Asked if the signing of the ECFA in June 2010 will have an impact on Taiwan-France trade, Forman said it will take one or two more years for French companies to assess the effect from enacting the “early harvest list.”
The early harvest list of the ECFA has, beginning in January 2011, provided preferential tariff status, or easier market access, to 539 products and services from Taiwan, including agricultural products, machine tools, bicycles and auto parts.
Established in 1991 as a non-profit organization, the CCIFT is the third largest chamber of commerce in Taiwan, with more than 135 members, including Taiwanese, French and other foreign-owned companies, the chamber said.
According to the French Office in Taipei, the total trade value between Taiwan and France amounted to 4.2 billion euros (US$5.57 billion) in 2011, making France the 24th largest trade partner of Taiwan.

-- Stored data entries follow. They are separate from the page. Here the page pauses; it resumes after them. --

//! バイトソースからのリクエスト読み取りテスト
//!
//! TCP のように、データが任意の位置で分割されて届く状況を `ChunkSource` で再現する。

use std::io;

use httpfromtcp::{ByteSource, Error, ReaderLimits, Request};

const DEFAULT_REQUEST_LINE: &str = "GET /coffee HTTP/1.1\r\n";
const DEFAULT_HEADERS: &str = "Host: localhost:42069\r\nUser-Agent: curl/7.81.0\r\nAccept: */*\r\n\r\n";

/// 1 回の読み取りで最大 `chunk_size` バイトだけ返すソース
struct ChunkSource<'a> {
    data: &'a [u8],
    chunk_size: usize,
}

impl<'a> ChunkSource<'a> {
    fn new(data: &'a [u8], chunk_size: usize) -> Self {
        Self { data, chunk_size }
    }
}

impl ByteSource for ChunkSource<'_> {
    fn read(&mut self, buf: &mut [u8]) -> io::Result<usize> {
        let n = self.chunk_size.min(buf.len()).min(self.data.len());
        buf[..n].copy_from_slice(&self.data[..n]);
        self.data = &self.data[n..];
        Ok(n)
    }
}

fn parse(raw: &str) -> Request {
    parse_chunked(raw, raw.len().max(1))
}

fn parse_chunked(raw: &str, chunk_size: usize) -> Request {
    let mut source = ChunkSource::new(raw.as_bytes(), chunk_size);
    Request::from_source(&mut source).unwrap()
}

fn assert_format_error(request: &Request) {
    match request.error() {
        Some(Error::Format(_)) => {}
        other => panic!("expected format error, got {:?}", other),
    }
}

// ========================================
// リクエストライン
// ========================================

#[test]
fn good_request_lines() {
    let cases = [
        ("GET", "/", "GET / HTTP/1.1\r\n"),
        ("POST", "/", "POST / HTTP/1.1\r\n"),
        ("GET", "/coffee", "GET /coffee HTTP/1.1\r\n"),
        ("POST", "/coffee", "POST /coffee HTTP/1.1\r\n"),
    ];

    for (method, target, line) in cases {
        let request = parse(&format!("{}{}", line, DEFAULT_HEADERS));
        assert!(request.is_ok(), "{:?}", request.error());
        assert_eq!(request.method(), method);
        assert_eq!(request.target(), target);
        assert_eq!(request.http_version(), "1.1");
        assert_eq!(request.header("Host"), Some("localhost:42069"));
        assert_eq!(request.header("User-Agent"), Some("curl/7.81.0"));
        assert_eq!(request.header("Accept"), Some("*/*"));
    }
}

#[test]
fn bad_request_lines() {
    let cases = [
        "/coffee HTTP/1.1\r\n",
        "GET   /   HTTP/1.1\r\n",
        "GET / HTTP/2.1\r\n",
        "GET / HTTP/1.0\r\n",
        "GET / http/1.1\r\n",
        "GET /coffee\r\n",
    ];

    for line in cases {
        let request = parse(&format!("{}{}", line, DEFAULT_HEADERS));
        assert_format_error(&request);
    }
}

#[test]
fn lenient_request_lines() {
    let request = parse(&format!("GET /coffee HTTP/1.1 extra\r\n{}", DEFAULT_HEADERS));
    assert!(request.is_ok(), "{:?}", request.error());
    assert_eq!(request.target(), "/coffee");

    let request = parse(&format!("GET  HTTP/1.1\r\n{}", DEFAULT_HEADERS));
    assert!(request.is_ok(), "{:?}", request.error());
    assert_eq!(request.method(), "GET");
    assert_eq!(request.target(), "");
}

#[test]
fn every_chunk_size_matches_one_shot() {
    let raw = format!(
        "{}{}Content-Length: 13\r\n\r\nhello world!\n",
        "POST /coffee HTTP/1.1\r\n", "Host: localhost:42069\r\nUser-Agent: curl/7.81.0\r\n"
    );
    let expected = parse(&raw);
    assert!(expected.is_ok());

    for chunk_size in 1..=raw.len() {
        assert_eq!(parse_chunked(&raw, chunk_size), expected, "chunk size {}", chunk_size);
    }
}

#[test]
fn variable_chunk_size() {
    for chunk_size in [1, 2, 3, 4, 5, 100] {
        let request = parse_chunked("GET /test HTTP/1.1\r\n\r\n", chunk_size);
        assert!(request.is_ok());
        assert_eq!(request.method(), "GET");
        assert_eq!(request.target(), "/test");
        assert_eq!(request.http_version(), "1.1");
    }
}

// ========================================
// ヘッダー
// ========================================

#[test]
fn standard_headers() {
    let request = parse_chunked(&format!("{}{}", DEFAULT_REQUEST_LINE, DEFAULT_HEADERS), 3);
    assert!(request.is_ok());
    assert_eq!(request.header("host"), Some("localhost:42069"));
    assert_eq!(request.header("user-agent"), Some("curl/7.81.0"));
    assert_eq!(request.header("accept"), Some("*/*"));
    assert_eq!(request.headers().len(), 3);
    assert!(request.body().is_empty());
}

#[test]
fn long_header_block() {
    let headers = "Host: localhost:42069\r\nUser-Agent: curl/7.81.0\r\nAccept: */*\r\n";
    let raw = format!("{}{}\r\n", DEFAULT_REQUEST_LINE, headers.repeat(1000));

    let request = parse_chunked(&raw, 1024);
    assert!(request.is_ok());
    assert_eq!(request.header("Host").unwrap().len(), 16998);
    assert_eq!(request.header("User-Agent").unwrap().len(), 12998);
    assert_eq!(request.header("Accept").unwrap().len(), 4998);
    assert_eq!(request.headers().len(), 3);
}

#[test]
fn single_long_header() {
    let raw = format!("{}Host: {}\r\n\r\n", DEFAULT_REQUEST_LINE, "Test, ".repeat(1000));
    let request = parse(&raw);
    assert!(request.is_ok());
    assert_eq!(request.headers().len(), 1);
    assert!(request.header("host").unwrap().ends_with("Test,"));
}

#[test]
fn empty_headers() {
    let request = parse(&format!("{}\r\n", DEFAULT_REQUEST_LINE));
    assert!(request.is_ok());
    assert!(request.headers().is_empty());
}

#[test]
fn duplicate_headers() {
    let request = parse(&format!(
        "{}Host: localhost:42069\r\nHost: www.test.pl\r\n\r\n",
        DEFAULT_REQUEST_LINE
    ));
    assert_eq!(request.header("Host"), Some("localhost:42069, www.test.pl"));
    assert_eq!(request.headers().len(), 1);
}

#[test]
fn malformed_headers() {
    let cases = [
        "Host : localhost:42069\r\nHost: www.test.pl\r\n\r\n",
        ":x\r\n\r\n",
        "Host:\r\n\r\n",
        "Host localhost\r\n\r\n",
        "H@st: localhost\r\n\r\n",
    ];

    for headers in cases {
        let request = parse(&format!("{}{}", DEFAULT_REQUEST_LINE, headers));
        assert_format_error(&request);
    }
}

#[test]
fn latin1_header_value() {
    let mut raw = DEFAULT_REQUEST_LINE.as_bytes().to_vec();
    raw.extend_from_slice(b"X-Name: caf\xe9\r\n\r\n");
    for chunk_size in [1, 4, raw.len()] {
        let mut source = ChunkSource::new(&raw, chunk_size);
        let request = Request::from_source(&mut source).unwrap();
        assert!(request.is_ok(), "{:?}", request.error());
        assert_eq!(request.header("x-name"), Some("caf\u{FFFD}"));
    }
}

#[test]
fn too_many_headers() {
    let headers: String = (0..101).map(|i| format!("X-{}: v\r\n", i)).collect();
    let raw = format!("{}{}\r\n", DEFAULT_REQUEST_LINE, headers);
    let request = parse_chunked(&raw, 64);
    assert_eq!(
        request.error(),
        Some(&Error::TooManyHeaders {
            count: 101,
            limit: 100
        })
    );
}

#[test]
fn missing_end_of_headers() {
    let request = parse(&format!("{}Host: localhost:42069\r\n", DEFAULT_REQUEST_LINE));
    assert_format_error(&request);
}

// ========================================
// ボディ
// ========================================

#[test]
fn standard_body() {
    let raw = "GET /coffee HTTP/1.1\r\nHost: localhost:42069\r\nContent-Length: 13\r\n\r\nhello world!\n";
    for chunk_size in [1, 3, raw.len()] {
        let request = parse_chunked(raw, chunk_size);
        assert!(request.is_ok());
        assert_eq!(request.body(), b"hello world!\n");
    }
}

#[test]
fn body_shorter_than_content_length() {
    let raw = "POST /submit HTTP/1.1\r\nHost: localhost:42069\r\nContent-Length: 20\r\n\r\npartial content";
    let request = parse_chunked(raw, 3);
    assert_format_error(&request);
}

#[test]
fn body_without_content_length_is_ignored() {
    let raw = "POST /submit HTTP/1.1\r\nHost: localhost:42069\r\n\r\nhello world!\n";
    let request = parse(raw);
    assert!(request.is_ok());
    assert!(request.body().is_empty());
}

#[test]
fn zero_content_length() {
    let raw = "POST /submit HTTP/1.1\r\nContent-Length: 0\r\n\r\n";
    let request = parse(raw);
    assert!(request.is_ok());
    assert!(request.body().is_empty());
}

#[test]
fn invalid_content_length() {
    for value in ["abc", "-1", "5, 5", "1e3"] {
        let raw = format!("POST /submit HTTP/1.1\r\nContent-Length: {}\r\n\r\nhello", value);
        assert_format_error(&parse(&raw));
    }
}

#[test]
fn body_too_large() {
    let raw = b"POST /submit HTTP/1.1\r\nContent-Length: 100\r\n\r\n";
    let limits = ReaderLimits {
        max_body_size: 10,
        ..ReaderLimits::default()
    };
    let mut data = &raw[..];
    let request = Request::from_source_with_limits(&mut data, &limits).unwrap();
    assert_eq!(
        request.error(),
        Some(&Error::BodyTooLarge {
            size: 100,
            limit: 10
        })
    );
}
//! リクエストラインのパース
//!
//! request-line = method SP request-target SP HTTP-version CRLF

use std::fmt;

use crate::error::Error;

use super::line::{CRLF, find_line, line_text};

/// サポートする HTTP バージョン
pub const HTTP_VERSION: &str = "1.1";

/// リクエストライン
#[derive(Debug, Clone, Default, PartialEq, Eq)]
pub struct RequestLine {
    /// HTTP メソッド (GET, POST, etc.)
    pub method: String,
    /// リクエストターゲット
    pub target: String,
    /// HTTP バージョン ("HTTP/" を除いた "1.1")
    pub http_version: String,
}

impl RequestLine {
    /// バッファ先頭のリクエストラインをパース
    ///
    /// CRLF がまだ届いていない場合は `Ok(None)` を返す。
    /// 成功時は CRLF を含む消費バイト数を返す。
    pub fn parse(data: &[u8]) -> Result<Option<(RequestLine, usize)>, Error> {
        let Some(pos) = find_line(data) else {
            return Ok(None);
        };
        let line = line_text(&data[..pos]);

        // 4 つ目以降のトークンは無視する
        let parts: Vec<&str> = line.split(' ').collect();
        let &[method, target, version, ..] = parts.as_slice() else {
            return Err(Error::format(format!(
                "invalid request line: expected 3 parts, got {}: {:?}",
                parts.len(),
                line
            )));
        };

        if method.is_empty() {
            return Err(Error::format(format!(
                "invalid request line: empty method: {:?}",
                line
            )));
        }

        let http_version = parse_http_version(version)?;

        let request_line = RequestLine {
            method: method.to_string(),
            target: target.to_string(),
            http_version: http_version.to_string(),
        };
        Ok(Some((request_line, pos + CRLF.len())))
    }
}

/// "HTTP/1.1" からバージョン部分を取り出す
fn parse_http_version(token: &str) -> Result<&str, Error> {
    let parts: Vec<&str> = token.split('/').collect();
    let &[name, version] = parts.as_slice() else {
        return Err(Error::format(format!(
            "invalid HTTP version token: {:?}",
            token
        )));
    };
    if name != "HTTP" {
        return Err(Error::format(format!(
            "invalid HTTP version token: {:?}",
            token
        )));
    }
    if version != HTTP_VERSION {
        return Err(Error::format(format!(
            "unsupported HTTP version: {:?}",
            version
        )));
    }
    Ok(version)
}

impl fmt::Display for RequestLine {
    fn fmt(&self, f: &mut fmt::Formatter<'_>) -> fmt::Result {
        write!(f, "{} {} HTTP/{}", self.method, self.target, self.http_version)
    }
}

Further, French imports from Taiwan totaled 2.3 billion euros last year, down 19 percent from one year earlier, while French exports to Taiwan grew 36 percent year-on-year to 1.9 billion euros, indicating a trade surplus of 446 million euros for Taiwan, the office said.
Meanwhile, Pierre Moussy, head of the office’s economic department, said at the CCIFT annual general assembly that Taiwan’s trade with China is “both a strength and a weakness” because Taiwan has become too dependent upon a single market.
This trade dependence on China could lead to the risk of an increasing loss of jobs to China, he warned.
In addition, Moussy mentioned that Taiwan’s economic strength also includes its highly educated workforce, flexible and responsive companies, and the significant growth opportunities in its domestic market.
Unlike French companies, however, Taiwan’s manufacturing sector has a focus on original design manufacturers (ODM) and original equipment manufacturers (OEM), which have done little in promoting themselves as global brands, Mossy said.
The country’s best-known global brands include HTC Corp., Asustek Computers Inc., Acer Inc. and Giant Manufacturing Co., he said, while other Taiwanese manufacturers’ products are nearly “unknown” in Western countries.
According to the Ministry of Economic Affairs, China was Taiwan’s largest export destination market in 2011, totaling US$112.9 billion and accounting for 26 percent of Taiwan’s total export orders last year.
The United States ranked as Taiwan’s second largest export market with US$100.5 billion, taking 23 percent of Taiwan’s total export orders in 2011, ministry officials said.